- [Aim of the task]: In the entries below, find every line with the string "runs" and copy it.

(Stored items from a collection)

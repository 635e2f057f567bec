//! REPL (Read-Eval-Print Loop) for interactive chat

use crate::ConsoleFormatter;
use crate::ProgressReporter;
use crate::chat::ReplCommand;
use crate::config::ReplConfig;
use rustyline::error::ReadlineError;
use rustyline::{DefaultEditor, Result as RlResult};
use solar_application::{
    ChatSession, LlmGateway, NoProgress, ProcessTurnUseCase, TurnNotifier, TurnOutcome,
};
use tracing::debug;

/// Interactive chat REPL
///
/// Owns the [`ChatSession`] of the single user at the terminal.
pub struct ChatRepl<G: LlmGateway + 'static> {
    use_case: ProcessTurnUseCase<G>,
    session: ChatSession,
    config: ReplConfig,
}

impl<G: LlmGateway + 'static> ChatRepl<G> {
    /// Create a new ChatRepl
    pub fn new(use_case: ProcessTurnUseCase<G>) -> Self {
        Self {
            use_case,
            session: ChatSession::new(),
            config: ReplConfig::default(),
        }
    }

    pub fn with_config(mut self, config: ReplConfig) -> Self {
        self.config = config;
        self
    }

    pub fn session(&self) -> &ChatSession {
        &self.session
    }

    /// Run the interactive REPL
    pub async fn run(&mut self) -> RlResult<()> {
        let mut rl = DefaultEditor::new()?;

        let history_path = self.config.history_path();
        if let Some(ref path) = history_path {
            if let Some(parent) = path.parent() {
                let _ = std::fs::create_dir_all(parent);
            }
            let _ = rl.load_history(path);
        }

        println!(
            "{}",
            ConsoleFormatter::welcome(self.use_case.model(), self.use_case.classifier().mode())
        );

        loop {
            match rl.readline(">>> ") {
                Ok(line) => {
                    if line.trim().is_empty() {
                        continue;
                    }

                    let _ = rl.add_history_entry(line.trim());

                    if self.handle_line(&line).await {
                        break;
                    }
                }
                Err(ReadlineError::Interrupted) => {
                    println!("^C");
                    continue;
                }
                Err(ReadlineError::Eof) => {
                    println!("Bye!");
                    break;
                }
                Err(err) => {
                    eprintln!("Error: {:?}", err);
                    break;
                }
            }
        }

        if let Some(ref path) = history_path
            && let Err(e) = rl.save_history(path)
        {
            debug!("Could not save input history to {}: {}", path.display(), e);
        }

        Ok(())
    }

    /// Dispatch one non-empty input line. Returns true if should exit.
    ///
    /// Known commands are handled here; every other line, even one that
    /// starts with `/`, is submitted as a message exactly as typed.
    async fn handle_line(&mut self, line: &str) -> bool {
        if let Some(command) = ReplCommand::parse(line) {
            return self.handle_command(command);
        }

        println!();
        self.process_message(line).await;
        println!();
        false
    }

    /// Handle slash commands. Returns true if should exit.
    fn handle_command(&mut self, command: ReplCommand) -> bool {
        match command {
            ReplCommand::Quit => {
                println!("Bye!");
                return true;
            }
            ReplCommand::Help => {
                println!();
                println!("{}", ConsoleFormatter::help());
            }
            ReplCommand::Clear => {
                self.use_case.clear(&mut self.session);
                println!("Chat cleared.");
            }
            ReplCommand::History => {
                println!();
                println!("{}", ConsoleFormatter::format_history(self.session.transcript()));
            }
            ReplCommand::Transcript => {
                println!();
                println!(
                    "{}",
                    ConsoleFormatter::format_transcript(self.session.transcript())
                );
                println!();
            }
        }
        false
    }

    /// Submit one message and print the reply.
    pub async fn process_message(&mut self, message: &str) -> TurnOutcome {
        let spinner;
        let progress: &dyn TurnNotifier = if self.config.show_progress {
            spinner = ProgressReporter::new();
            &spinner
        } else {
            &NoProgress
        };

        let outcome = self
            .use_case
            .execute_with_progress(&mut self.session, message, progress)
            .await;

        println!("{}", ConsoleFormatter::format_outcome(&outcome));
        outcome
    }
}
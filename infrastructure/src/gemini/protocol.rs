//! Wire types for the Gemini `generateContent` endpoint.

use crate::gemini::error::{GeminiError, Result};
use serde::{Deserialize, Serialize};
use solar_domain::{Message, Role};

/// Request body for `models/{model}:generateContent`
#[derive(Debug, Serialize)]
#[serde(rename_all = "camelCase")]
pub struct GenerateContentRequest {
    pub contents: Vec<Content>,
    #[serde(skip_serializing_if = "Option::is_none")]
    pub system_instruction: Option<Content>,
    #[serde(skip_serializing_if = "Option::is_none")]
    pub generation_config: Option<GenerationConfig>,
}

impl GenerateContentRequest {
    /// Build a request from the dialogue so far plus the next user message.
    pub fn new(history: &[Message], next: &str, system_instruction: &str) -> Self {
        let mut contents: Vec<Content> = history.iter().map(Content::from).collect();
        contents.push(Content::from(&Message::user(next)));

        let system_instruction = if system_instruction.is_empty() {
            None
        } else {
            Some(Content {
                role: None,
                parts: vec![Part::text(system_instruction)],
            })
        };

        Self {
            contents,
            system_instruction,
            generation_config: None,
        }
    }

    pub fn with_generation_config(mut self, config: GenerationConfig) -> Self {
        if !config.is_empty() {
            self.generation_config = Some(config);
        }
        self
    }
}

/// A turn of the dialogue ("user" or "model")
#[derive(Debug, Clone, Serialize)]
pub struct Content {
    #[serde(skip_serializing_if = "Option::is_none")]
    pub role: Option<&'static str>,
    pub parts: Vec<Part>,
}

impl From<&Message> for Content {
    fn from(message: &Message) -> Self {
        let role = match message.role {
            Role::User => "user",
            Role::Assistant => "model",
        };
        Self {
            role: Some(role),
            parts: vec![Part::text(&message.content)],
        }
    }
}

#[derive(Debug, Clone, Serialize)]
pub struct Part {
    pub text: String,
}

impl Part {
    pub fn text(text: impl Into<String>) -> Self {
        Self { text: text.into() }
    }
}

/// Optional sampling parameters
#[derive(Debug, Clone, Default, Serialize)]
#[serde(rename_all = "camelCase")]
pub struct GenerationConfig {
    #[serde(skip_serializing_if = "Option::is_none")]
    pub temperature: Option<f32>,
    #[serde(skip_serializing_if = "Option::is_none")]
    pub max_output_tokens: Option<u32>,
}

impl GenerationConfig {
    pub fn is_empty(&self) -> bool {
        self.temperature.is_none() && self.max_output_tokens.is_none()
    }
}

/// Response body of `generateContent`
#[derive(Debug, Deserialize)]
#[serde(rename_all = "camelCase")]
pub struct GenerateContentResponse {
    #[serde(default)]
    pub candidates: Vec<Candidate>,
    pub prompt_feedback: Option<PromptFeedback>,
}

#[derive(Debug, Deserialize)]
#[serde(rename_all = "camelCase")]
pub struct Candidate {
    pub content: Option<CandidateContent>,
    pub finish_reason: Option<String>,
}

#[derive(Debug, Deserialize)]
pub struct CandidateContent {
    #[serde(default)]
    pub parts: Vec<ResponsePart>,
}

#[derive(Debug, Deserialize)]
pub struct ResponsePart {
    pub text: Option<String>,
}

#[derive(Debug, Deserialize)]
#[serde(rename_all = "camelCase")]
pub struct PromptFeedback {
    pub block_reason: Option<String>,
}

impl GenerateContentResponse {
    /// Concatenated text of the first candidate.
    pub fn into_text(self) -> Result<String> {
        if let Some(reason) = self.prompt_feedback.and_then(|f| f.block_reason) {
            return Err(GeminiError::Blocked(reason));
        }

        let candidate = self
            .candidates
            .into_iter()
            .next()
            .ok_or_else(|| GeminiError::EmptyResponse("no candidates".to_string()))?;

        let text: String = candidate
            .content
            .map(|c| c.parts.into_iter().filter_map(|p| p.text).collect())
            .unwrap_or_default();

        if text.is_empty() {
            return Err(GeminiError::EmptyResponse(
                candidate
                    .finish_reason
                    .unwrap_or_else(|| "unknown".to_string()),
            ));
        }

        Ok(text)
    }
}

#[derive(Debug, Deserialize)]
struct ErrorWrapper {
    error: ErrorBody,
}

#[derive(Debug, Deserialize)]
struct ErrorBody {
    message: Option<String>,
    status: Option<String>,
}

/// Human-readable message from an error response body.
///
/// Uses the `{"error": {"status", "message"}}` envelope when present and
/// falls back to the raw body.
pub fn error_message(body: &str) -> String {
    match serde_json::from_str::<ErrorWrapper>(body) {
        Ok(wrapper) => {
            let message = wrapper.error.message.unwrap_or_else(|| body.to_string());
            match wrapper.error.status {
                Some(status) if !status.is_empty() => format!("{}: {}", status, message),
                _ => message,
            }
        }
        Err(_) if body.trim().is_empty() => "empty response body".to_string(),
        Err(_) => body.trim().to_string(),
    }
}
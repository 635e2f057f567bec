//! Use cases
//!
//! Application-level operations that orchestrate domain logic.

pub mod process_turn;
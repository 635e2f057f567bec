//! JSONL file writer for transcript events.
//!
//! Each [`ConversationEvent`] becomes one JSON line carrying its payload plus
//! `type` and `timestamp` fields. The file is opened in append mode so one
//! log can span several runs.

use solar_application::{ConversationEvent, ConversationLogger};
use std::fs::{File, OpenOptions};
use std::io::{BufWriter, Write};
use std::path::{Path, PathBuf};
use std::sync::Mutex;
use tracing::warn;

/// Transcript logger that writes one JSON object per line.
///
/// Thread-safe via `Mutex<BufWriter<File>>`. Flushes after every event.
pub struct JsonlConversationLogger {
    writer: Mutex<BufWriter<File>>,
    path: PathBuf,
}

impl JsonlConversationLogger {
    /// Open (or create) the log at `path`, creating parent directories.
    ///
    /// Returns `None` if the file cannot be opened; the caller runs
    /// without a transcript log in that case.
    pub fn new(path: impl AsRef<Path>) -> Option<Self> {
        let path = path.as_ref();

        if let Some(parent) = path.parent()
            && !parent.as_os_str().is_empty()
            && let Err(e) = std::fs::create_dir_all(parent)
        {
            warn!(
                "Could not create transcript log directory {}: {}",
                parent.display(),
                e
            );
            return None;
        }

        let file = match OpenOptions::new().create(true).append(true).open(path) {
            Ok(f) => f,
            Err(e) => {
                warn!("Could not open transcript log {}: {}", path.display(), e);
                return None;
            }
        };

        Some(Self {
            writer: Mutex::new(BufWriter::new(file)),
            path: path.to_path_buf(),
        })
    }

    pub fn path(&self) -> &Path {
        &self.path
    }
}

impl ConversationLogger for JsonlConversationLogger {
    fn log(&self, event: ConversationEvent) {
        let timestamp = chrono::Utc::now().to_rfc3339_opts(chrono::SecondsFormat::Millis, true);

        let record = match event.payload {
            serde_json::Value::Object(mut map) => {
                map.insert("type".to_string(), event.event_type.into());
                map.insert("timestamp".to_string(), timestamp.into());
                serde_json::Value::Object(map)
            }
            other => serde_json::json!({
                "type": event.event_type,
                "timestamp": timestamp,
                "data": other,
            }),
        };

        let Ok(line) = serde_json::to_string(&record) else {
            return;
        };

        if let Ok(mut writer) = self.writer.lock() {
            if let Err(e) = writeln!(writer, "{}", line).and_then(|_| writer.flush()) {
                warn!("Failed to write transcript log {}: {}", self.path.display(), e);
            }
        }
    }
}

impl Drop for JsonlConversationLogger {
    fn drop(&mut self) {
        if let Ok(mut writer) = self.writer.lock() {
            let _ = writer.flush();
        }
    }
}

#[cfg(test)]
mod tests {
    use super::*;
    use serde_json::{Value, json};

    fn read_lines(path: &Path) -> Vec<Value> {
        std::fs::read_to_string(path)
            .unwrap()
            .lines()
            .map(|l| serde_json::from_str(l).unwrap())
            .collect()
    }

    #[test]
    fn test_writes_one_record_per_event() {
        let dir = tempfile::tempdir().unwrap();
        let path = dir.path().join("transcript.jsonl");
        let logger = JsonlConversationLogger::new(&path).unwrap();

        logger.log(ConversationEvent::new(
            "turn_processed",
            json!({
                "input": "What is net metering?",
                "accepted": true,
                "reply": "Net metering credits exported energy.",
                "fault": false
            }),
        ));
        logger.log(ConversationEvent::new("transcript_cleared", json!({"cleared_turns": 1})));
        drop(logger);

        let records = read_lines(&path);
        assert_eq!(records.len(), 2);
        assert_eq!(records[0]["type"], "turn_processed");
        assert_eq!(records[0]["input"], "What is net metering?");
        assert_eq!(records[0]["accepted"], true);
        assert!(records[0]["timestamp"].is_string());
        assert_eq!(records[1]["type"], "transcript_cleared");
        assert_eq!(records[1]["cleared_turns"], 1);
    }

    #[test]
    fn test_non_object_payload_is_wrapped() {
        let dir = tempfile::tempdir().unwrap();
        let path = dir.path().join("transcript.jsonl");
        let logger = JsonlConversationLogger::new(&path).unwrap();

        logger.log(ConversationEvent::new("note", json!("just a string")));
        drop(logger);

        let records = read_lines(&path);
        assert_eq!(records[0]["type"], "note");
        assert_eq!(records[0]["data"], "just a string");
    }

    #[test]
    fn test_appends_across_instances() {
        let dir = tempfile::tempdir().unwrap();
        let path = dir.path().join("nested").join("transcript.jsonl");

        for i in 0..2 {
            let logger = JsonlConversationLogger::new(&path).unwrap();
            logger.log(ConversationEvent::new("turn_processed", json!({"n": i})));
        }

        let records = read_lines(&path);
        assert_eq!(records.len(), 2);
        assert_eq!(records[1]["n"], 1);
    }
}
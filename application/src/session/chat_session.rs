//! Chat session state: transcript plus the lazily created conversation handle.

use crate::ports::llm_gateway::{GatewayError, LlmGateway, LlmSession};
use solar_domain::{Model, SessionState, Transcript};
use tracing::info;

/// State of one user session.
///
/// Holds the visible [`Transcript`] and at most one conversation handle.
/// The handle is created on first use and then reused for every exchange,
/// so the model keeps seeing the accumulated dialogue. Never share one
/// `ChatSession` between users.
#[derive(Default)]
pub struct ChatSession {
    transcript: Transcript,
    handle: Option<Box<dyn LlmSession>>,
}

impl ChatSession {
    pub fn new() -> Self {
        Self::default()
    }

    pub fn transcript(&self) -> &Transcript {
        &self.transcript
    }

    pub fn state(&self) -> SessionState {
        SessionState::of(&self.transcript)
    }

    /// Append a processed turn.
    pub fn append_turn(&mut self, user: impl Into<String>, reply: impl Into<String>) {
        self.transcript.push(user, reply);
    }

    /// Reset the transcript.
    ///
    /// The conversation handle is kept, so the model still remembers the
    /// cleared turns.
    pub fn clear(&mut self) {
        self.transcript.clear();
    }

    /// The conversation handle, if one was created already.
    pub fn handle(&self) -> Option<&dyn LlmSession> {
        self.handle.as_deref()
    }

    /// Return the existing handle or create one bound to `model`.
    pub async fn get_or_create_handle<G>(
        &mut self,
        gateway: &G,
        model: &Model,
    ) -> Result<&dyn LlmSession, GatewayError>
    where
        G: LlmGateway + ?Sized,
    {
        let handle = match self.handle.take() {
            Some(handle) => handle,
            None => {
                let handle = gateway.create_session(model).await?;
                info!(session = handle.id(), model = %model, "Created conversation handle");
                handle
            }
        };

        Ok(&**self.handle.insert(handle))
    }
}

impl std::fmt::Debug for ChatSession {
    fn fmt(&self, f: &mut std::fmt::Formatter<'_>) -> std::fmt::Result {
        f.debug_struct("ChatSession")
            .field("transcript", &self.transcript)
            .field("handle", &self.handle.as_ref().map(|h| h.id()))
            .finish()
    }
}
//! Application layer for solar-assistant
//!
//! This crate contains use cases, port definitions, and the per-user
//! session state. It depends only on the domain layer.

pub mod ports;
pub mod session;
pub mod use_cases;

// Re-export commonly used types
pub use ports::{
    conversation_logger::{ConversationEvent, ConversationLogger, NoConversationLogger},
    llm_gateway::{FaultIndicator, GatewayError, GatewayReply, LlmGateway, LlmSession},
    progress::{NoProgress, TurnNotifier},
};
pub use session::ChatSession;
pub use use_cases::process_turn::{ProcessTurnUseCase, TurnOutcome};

- [Exercise answer]:
//! log can span several runs.
    /// Returns `None` if the file cannot be opened; the caller runs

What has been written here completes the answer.